Methods of Gap Resolution

Data Guard provides two methods for gap resolution, automatic and FAL (fetch archivelog). The automatic method requires no configuration, while FAL requires configuration via init.ora parameters. Both methods are discussed here.

Automatic Gap Resolution

Automatic gap resolution is implemented during log transport processing. As the LGWR or ARC process begins to send redo over to the standby, the sequence number of the log being archived is compared to the last sequence received by the RFS process on the standby. If the RFS process detects that the archivelog being received is greater than the last sequence received plus one, the RFS will piggyback a request to the primary to send the missing archivelogs. Since the standby destination requesting the gap resolution is already defined by the LOG_ARCHIVE_DEST_n parameter on the primary, the ARC process on the primary sends the logs to the standby and notifies the LGWR that the gaps have been resolved.

In addition to the above, the ARC process on the primary database polls all standby databases every minute to see if there is a gap in the sequence of archived redo logs. If a gap is detected, the ARC process sends the missing archived redo log files to the standby databases that reported the gap. Once the gap is resolved, the LGWR process is notified that the site is up-to-date.

FAL Gap Resolution

As the RFS process on the standby receives an archived log, it updates the standby controlfile with the name and location of the file. Once the media recovery process sees the update to the controlfile, it attempts to recover that file. If the MRP process finds that the archived log is missing or is corrupt, FAL is called to resolve the gap or obtain a new copy. Since MRP has no direct communications link with the primary, it must use the FAL_SERVER and FAL_CLIENT initialization parameters to resolve the gap.

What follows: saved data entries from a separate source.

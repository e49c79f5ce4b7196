//! Backend profile for the signed-in account, cached between runs.

use std::error::Error;
use std::path::{Path, PathBuf};

use async_trait::async_trait;
use serde::{Deserialize, Serialize};
use tracing::info;

use crate::api::{CreateProfileRequest, Profile};
use crate::core::backend::{BackendClient, BackendError};
use crate::core::config::data::Identity;
use crate::core::state::{load_json, remove_state, save_json, state_path, StateError};

const CACHE_FILE: &str = "profile.json";
pub const DEFAULT_FIRST_NAME: &str = "User";

#[async_trait]
pub trait ProfileDirectory: Send + Sync {
    type Error: Error + Send + Sync + 'static;

    async fn create_profile(&self, request: &CreateProfileRequest) -> Result<Profile, Self::Error>;
    async fn get_profile(&self, profile_id: &str) -> Result<Profile, Self::Error>;
}

#[async_trait]
impl ProfileDirectory for BackendClient {
    type Error = BackendError;

    async fn create_profile(&self, request: &CreateProfileRequest) -> Result<Profile, BackendError> {
        BackendClient::create_profile(self, request).await
    }

    async fn get_profile(&self, profile_id: &str) -> Result<Profile, BackendError> {
        BackendClient::get_profile(self, profile_id).await
    }
}

#[derive(Debug, Clone, Default, PartialEq, Serialize, Deserialize)]
pub struct ProfileCache {
    #[serde(default)]
    pub profile: Option<Profile>,
}

/// The profile plus whether it was created by this call, in which case the
/// caller should remember its id.
#[derive(Debug, Clone, PartialEq)]
pub struct EnsuredProfile {
    pub profile: Profile,
    pub created: bool,
}

impl ProfileCache {
    pub fn cache_path() -> Result<PathBuf, StateError> {
        state_path(CACHE_FILE)
    }

    pub fn load() -> Result<Self, StateError> {
        Self::load_from_path(&Self::cache_path()?)
    }

    pub fn load_from_path(path: &Path) -> Result<Self, StateError> {
        load_json(path)
    }

    pub fn save(&self) -> Result<(), StateError> {
        self.save_to_path(&Self::cache_path()?)
    }

    pub fn save_to_path(&self, path: &Path) -> Result<(), StateError> {
        save_json(path, self)
    }

    /// Cached profile if it belongs to `identity`.
    pub fn cached_for(&self, identity: &Identity) -> Option<&Profile> {
        self.profile.as_ref().filter(|profile| {
            profile.auth_id.as_deref() == Some(identity.auth_id.as_str())
                && identity
                    .profile_id
                    .as_deref()
                    .is_none_or(|id| id == profile.id)
        })
    }

    /// Resolve the backend profile for `identity`.
    ///
    /// Uses the cache when it matches, creates a profile when the identity has
    /// none yet, and fetches it by id otherwise.
    pub async fn ensure_profile<D>(
        &mut self,
        directory: &D,
        identity: &Identity,
    ) -> Result<EnsuredProfile, D::Error>
    where
        D: ProfileDirectory + ?Sized,
    {
        if let Some(profile) = self.cached_for(identity) {
            return Ok(EnsuredProfile {
                profile: profile.clone(),
                created: false,
            });
        }

        let (profile, created) = match identity.profile_id.as_deref() {
            None => {
                let request = create_request(identity);
                info!(auth_id = %identity.auth_id, "creating profile");
                (directory.create_profile(&request).await?, true)
            }
            Some(profile_id) => (directory.get_profile(profile_id).await?, false),
        };

        self.profile = Some(profile.clone());
        Ok(EnsuredProfile { profile, created })
    }

    pub fn sign_out(&mut self) {
        self.profile = None;
    }

    /// Clear the cache and remove its file.
    pub fn sign_out_at(&mut self, path: &Path) -> Result<(), StateError> {
        self.sign_out();
        remove_state(path)
    }
}

fn create_request(identity: &Identity) -> CreateProfileRequest {
    let text = |value: &Option<String>| value.clone().unwrap_or_default();
    CreateProfileRequest {
        first_name: identity
            .first_name
            .clone()
            .filter(|name| !name.trim().is_empty())
            .unwrap_or_else(|| DEFAULT_FIRST_NAME.to_string()),
        last_name: text(&identity.last_name),
        auth_id: identity.auth_id.clone(),
        email: text(&identity.email),
        profile_img: text(&identity.profile_img),
    }
}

Both of these parameters must be set in at least the standby parameter file. The two parameters are defined as the following:




An Oracle Net service name that exists in the standby tnsnames.ora file and points to the primary database listener. The FAL_SERVER parameter can contain a comma-delimited list of locations that should be attempted during gap resolution.


An Oracle Net service name that exists in the primary tnsnames.ora files and points to the standby database listener. The value of FAL_CLIENT should also be listed as the service in a remote archive destination pointing to the standby.

Once log apply services needs to resolve a gap, it uses the value from FAL_SERVER to call the primary database. Once communication with the primary has been established, the FAL_CLIENT value is passed to the primary ARC process. The primary ARC process locates the remote archive destination with the corresponding service name and ships the missing archived redo logs. If the first destination listed in FAL_SERVER is unable to resolve the gap, the next destination is attempted until either the gap is resolved or all FAL_SERVER destinations have been tried.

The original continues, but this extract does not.